WHAT YOU HAVE TO DO
After reading the entries below, copy word for word the lines from the first through the line containing "pub const DEFAULT_RETRY_COUNT: u32 = 3;", and stop there.

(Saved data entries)
//! Client configuration.

use std::path::PathBuf;
use std::time::Duration;

use serde::Deserialize;

/// Request timeout applied to every call.
pub const DEFAULT_TIMEOUT_SECS: u64 = 30;
/// Advertised retry count. Nothing in this crate retries; callers that want
/// retries read this value and drive them themselves.
pub const DEFAULT_RETRY_COUNT: u32 = 3;

/// Settings for `KitchenApi`. Deserializable so a host can pass it as JSON.
#[derive(Debug, Clone, Deserialize, PartialEq, Eq)]
#[serde(default)]
pub struct ClientConfig {
    pub base_url: String,
    pub timeout_secs: u64,
    pub retry_count: u32,
    /// Log request and response bodies.
    pub verbose_logging: bool,
    /// Where to persist the token pair. `None` keeps it in memory.
    pub session_file: Option<PathBuf>,
}

impl ClientConfig {
    pub fn new(base_url: impl Into<String>) -> Self {
        Self {
            base_url: base_url.into(),
            ..Self::default()
        }
    }

    pub fn timeout(&self) -> Duration {
        Duration::from_secs(self.timeout_secs)
    }
}

impl Default for ClientConfig {
    fn default() -> Self {
        Self {
            base_url: "http://localhost:3000".to_string(),
            timeout_secs: DEFAULT_TIMEOUT_SECS,
            retry_count: DEFAULT_RETRY_COUNT,
            verbose_logging: false,
            session_file: None,
        }
    }
}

EXERCISE RESPONSE
//! Client configuration.

use std::path::PathBuf;
use std::time::Duration;

use serde::Deserialize;

/// Request timeout applied to every call.
pub const DEFAULT_TIMEOUT_SECS: u64 = 30;
/// Advertised retry count. Nothing in this crate retries; callers that want
/// retries read this value and drive them themselves.
pub const DEFAULT_RETRY_COUNT: u32 = 3;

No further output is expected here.